→ Your assignment
Using the data below, report how many lines hold the word "AccountNumber". Include nothing else in the reply.

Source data
Content starts

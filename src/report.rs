//! Plain-text rendering of calculator results.
//!
//! Renderers only format fields the calculators already computed; nothing here touches the
//! statistics. Output layout follows the result panels of the calculators: a block of
//! numeric fields followed by the decision or headline value and its interpretation.

use crate::testing::inference::Outcome;
use crate::testing::{CorrelationResult, HypothesisTestResult, IntervalResult};
use anyhow::Context;
use serde::{Deserialize, Serialize};

/// Formatting options for rendered reports.
#[derive(Debug, Clone, PartialEq, Serialize, Deserialize)]
#[serde(default)]
pub struct ReportOptions {
    /// Decimal places for statistics, standard errors and bounds
    pub decimals: usize,
    /// p-values below this are shown as "< floor"
    pub p_value_floor: f64,
}

impl Default for ReportOptions {
    fn default() -> Self {
        ReportOptions {
            decimals: 4,
            p_value_floor: 0.001,
        }
    }
}

impl ReportOptions {
    /// Load options from JSON. Missing keys take their defaults.
    pub fn from_json(json: &str) -> anyhow::Result<Self> {
        serde_json::from_str(json).context("Failed to parse report options")
    }
}

pub fn format_p_value(p_value: f64, options: &ReportOptions) -> String {
    if p_value < options.p_value_floor {
        format!("< {}", options.p_value_floor)
    } else {
        format!("{:.3}", p_value)
    }
}

fn fixed(value: f64, options: &ReportOptions) -> String {
    format!("{:.*}", options.decimals, value)
}

/// Render a t-test or z-test result. The statistic is labelled `t` when degrees of freedom
/// are present and `z` otherwise.
pub fn render_test(result: &HypothesisTestResult, options: &ReportOptions) -> String {
    let (title, symbol) = match result.degrees_of_freedom {
        Some(_) => ("T-Test Results", "t"),
        None => ("Z-Test Results", "z"),
    };

    let mut lines = vec![
        title.to_string(),
        format!("Test Statistic ({}): {}", symbol, fixed(result.statistic, options)),
    ];
    if let Some(df) = result.degrees_of_freedom {
        lines.push(format!("Degrees of Freedom: {}", df));
    }
    lines.push(format!(
        "Standard Error: {}",
        fixed(result.standard_error, options)
    ));
    lines.push(format!(
        "Critical Value (±): {}",
        fixed(result.critical_value, options)
    ));
    lines.push(format!(
        "Approximate p-value: {}",
        format_p_value(result.p_value, options)
    ));
    if result.degrees_of_freedom.is_none() {
        lines.push(format!("Sample Size: n = {}", result.sample_size));
    }
    lines.push(format!("Decision: {} H₀", result.decision));
    lines.push(format!("Interpretation: {}", result.interpretation));
    lines.join("\n")
}

pub fn render_interval(result: &IntervalResult, options: &ReportOptions) -> String {
    [
        "Confidence Interval Results".to_string(),
        format!("Sample Mean (x̄): {}", fixed(result.mean, options)),
        format!("Standard Error: {}", fixed(result.standard_error, options)),
        format!(
            "Critical Value: {} ({})",
            fixed(result.critical_value, options),
            result.critical_source
        ),
        format!("Margin of Error: ±{}", fixed(result.margin_of_error, options)),
        format!("Sample Size: n = {}", result.sample_size),
        format!("{}% Confidence Interval", result.level.percent()),
        format!(
            "[{}, {}]",
            fixed(result.lower, options),
            fixed(result.upper, options)
        ),
        format!("Interpretation: {}", result.interpretation),
    ]
    .join("\n")
}

/// Render a correlation result. The filtered values the coefficient was computed from are
/// listed at two decimals.
pub fn render_correlation(result: &CorrelationResult, options: &ReportOptions) -> String {
    let list = |values: &[f64]| {
        values
            .iter()
            .map(|v| format!("{:.2}", v))
            .collect::<Vec<_>>()
            .join(", ")
    };

    [
        "Correlation Analysis Results".to_string(),
        format!("Number of Data Points: n = {}", result.n),
        format!("Mean of X: {}", fixed(result.x_mean, options)),
        format!("Mean of Y: {}", fixed(result.y_mean, options)),
        format!("X Values: [{}]", list(&result.x)),
        format!("Y Values: [{}]", list(&result.y)),
        format!("Correlation Coefficient (r): {}", fixed(result.r, options)),
        format!(
            "R² (Coefficient of Determination): {} ({:.2}% of variance explained)",
            fixed(result.r_squared, options),
            result.variance_explained()
        ),
        format!("Strength: {}", result.strength),
        format!("Direction: {}", result.direction),
        format!("Interpretation: {}", result.interpretation),
    ]
    .join("\n")
}

/// Render any outcome.
pub fn render_outcome(outcome: &Outcome, options: &ReportOptions) -> String {
    match outcome {
        Outcome::TTest(result) | Outcome::ZTest(result) => render_test(result, options),
        Outcome::ConfidenceInterval(result) => render_interval(result, options),
        Outcome::Correlation(result) => render_correlation(result, options),
    }
}
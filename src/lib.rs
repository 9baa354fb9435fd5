//! # inferential-calculators
//!
//! Small, pure calculators for teaching inferential statistics: a one-sample t-test, a
//! one-sample z-test, a confidence interval for a mean and Pearson's correlation coefficient.
//!
//! Critical values come from a fixed t-table using the nearest tabulated degrees of freedom,
//! and p-values are coarse step-function approximations. Neither is an exact distribution
//! computation; the numbers are meant for display next to a worked explanation.
//!
//! ## Core Features
//!
//! - **Hypothesis tests**: t-test and z-test with reject / fail-to-reject decisions
//! - **Confidence intervals**: z critical values for large samples, t-table for small ones
//! - **Correlation**: Pearson r with strength and direction classification
//! - **Validation**: every calculator returns either a result or a single [`error::StatError`]
//!
//! ## Quick Start
//!
//! ```
//! use inferential_calculators::testing::inference::{t_test, TTestInput};
//! use inferential_calculators::testing::Decision;
//!
//! let result = t_test(&TTestInput {
//!     sample_mean: 105.0,
//!     population_mean: 100.0,
//!     sample_sd: 15.0,
//!     sample_size: 25,
//!     alpha: 0.05,
//! })
//! .unwrap();
//!
//! assert_eq!(result.critical_value, 2.060);
//! assert_eq!(result.decision, Decision::FailToReject);
//! ```
//!
//! ## Module Organization
//!
//! - **[`testing`]**: Calculators, shared lookup tables, input parsing and result types
//! - **[`report`]**: Plain-text rendering of results
//! - **[`error`]**: Validation errors

pub mod error;
pub mod report;
pub mod testing;
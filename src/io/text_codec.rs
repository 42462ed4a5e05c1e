//! Line format handling for account records
//!
//! One account is one line of five comma-separated fields:
//!
//! ```text
//! <type:S|C>,<number>,<holder>,<balance>,<parameter>
//! ```
//!
//! There is no header and no quoting, so a holder name containing a comma
//! cannot be read back. All functions here are pure (no file I/O).

use crate::types::{Account, AccountKind, AccountNumber, BankError};
use csv::{ReaderBuilder, StringRecord, Trim};
use rust_decimal::Decimal;
use serde::Deserialize;
use std::str::FromStr;

/// Number of fields in a well-formed record
pub const FIELD_COUNT: usize = 5;

/// Raw record as it appears in the backing file
///
/// Decimal fields stay as strings here and are parsed in [`convert_record`],
/// so a bad amount produces a descriptive error instead of a serde one.
#[derive(Debug, Deserialize, Clone, PartialEq)]
pub struct AccountRecord {
    pub account_type: String,
    pub number: AccountNumber,
    pub holder: String,
    pub balance: String,
    pub parameter: String,
}

/// Reader configuration shared by line and file decoding
pub fn reader_builder() -> ReaderBuilder {
    let mut builder = ReaderBuilder::new();
    builder
        .has_headers(false)
        .quoting(false)
        .flexible(true)
        .trim(Trim::All);
    builder
}

/// Convert a raw record into an [`Account`]
///
/// Fails on an unknown type tag or an unparseable balance/parameter.
pub fn convert_record(record: AccountRecord) -> Result<Account, BankError> {
    let balance = parse_decimal(&record.balance).ok_or_else(|| {
        BankError::malformed_record(None, format!("invalid balance '{}'", record.balance))
    })?;
    let parameter = parse_decimal(&record.parameter).ok_or_else(|| {
        BankError::malformed_record(None, format!("invalid parameter '{}'", record.parameter))
    })?;

    let mut tag = record.account_type.chars();
    let kind = match (tag.next(), tag.next()) {
        (Some(tag), None) => AccountKind::from_tag(tag, parameter),
        _ => None,
    }
    .ok_or_else(|| {
        BankError::malformed_record(
            None,
            format!("unknown account type '{}'", record.account_type),
        )
    })?;

    Ok(Account::new(record.number, record.holder, balance, kind))
}

/// Decode an already-split record, checking the field count first
pub fn decode_record(record: &StringRecord) -> Result<Account, BankError> {
    let line = record.position().map(|pos| pos.line());

    if record.len() != FIELD_COUNT {
        return Err(BankError::malformed_record(
            line,
            format!("expected {} fields, found {}", FIELD_COUNT, record.len()),
        ));
    }

    let raw: AccountRecord = record.deserialize(None).map_err(|e| {
        BankError::malformed_record(line, e.to_string())
    })?;

    convert_record(raw).map_err(|e| match e {
        BankError::MalformedRecord { line: None, message } => {
            BankError::MalformedRecord { line, message }
        }
        other => other,
    })
}

/// Decode a single line
pub fn decode_line(line: &str) -> Result<Account, BankError> {
    let mut reader = reader_builder().from_reader(line.as_bytes());
    let mut record = StringRecord::new();

    if !reader.read_record(&mut record)? {
        return Err(BankError::malformed_record(None, "empty line"));
    }

    decode_record(&record)
}

/// Encode an account as a single line, without the trailing newline
pub fn encode_line(account: &Account) -> String {
    format!(
        "{},{},{},{},{}",
        account.tag(),
        account.number,
        account.holder,
        account.balance.normalize(),
        account.kind.parameter().normalize()
    )
}

/// Parse a decimal amount, accepting scientific notation such as `1e+06`
pub fn parse_decimal(value: &str) -> Option<Decimal> {
    let value = value.trim();
    if value.is_empty() {
        return None;
    }
    Decimal::from_str(value)
        .or_else(|_| Decimal::from_scientific(value))
        .ok()
}
//! I/O module
//!
//! Handles the backing file.
//!
//! # Components
//!
//! - `text_codec` - Line format handling (record decoding, line encoding)
//! - `account_file` - Streaming reader and truncating writer for the backing file

pub mod account_file;
pub mod text_codec;

pub use account_file::{write_accounts, AccountFileReader};
pub use text_codec::{decode_line, encode_line};
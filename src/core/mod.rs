//! Core business logic module
//!
//! This module contains the account management components:
//! - `store` - The file-backed account collection and its CRUD operations
//! - `top_k` - Bounded selection of the highest balances

pub mod store;
pub mod top_k;

pub use store::{AccountStore, DEFAULT_ACCOUNTS_FILE};
pub use top_k::top_k;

Content ends

→ Finished task
2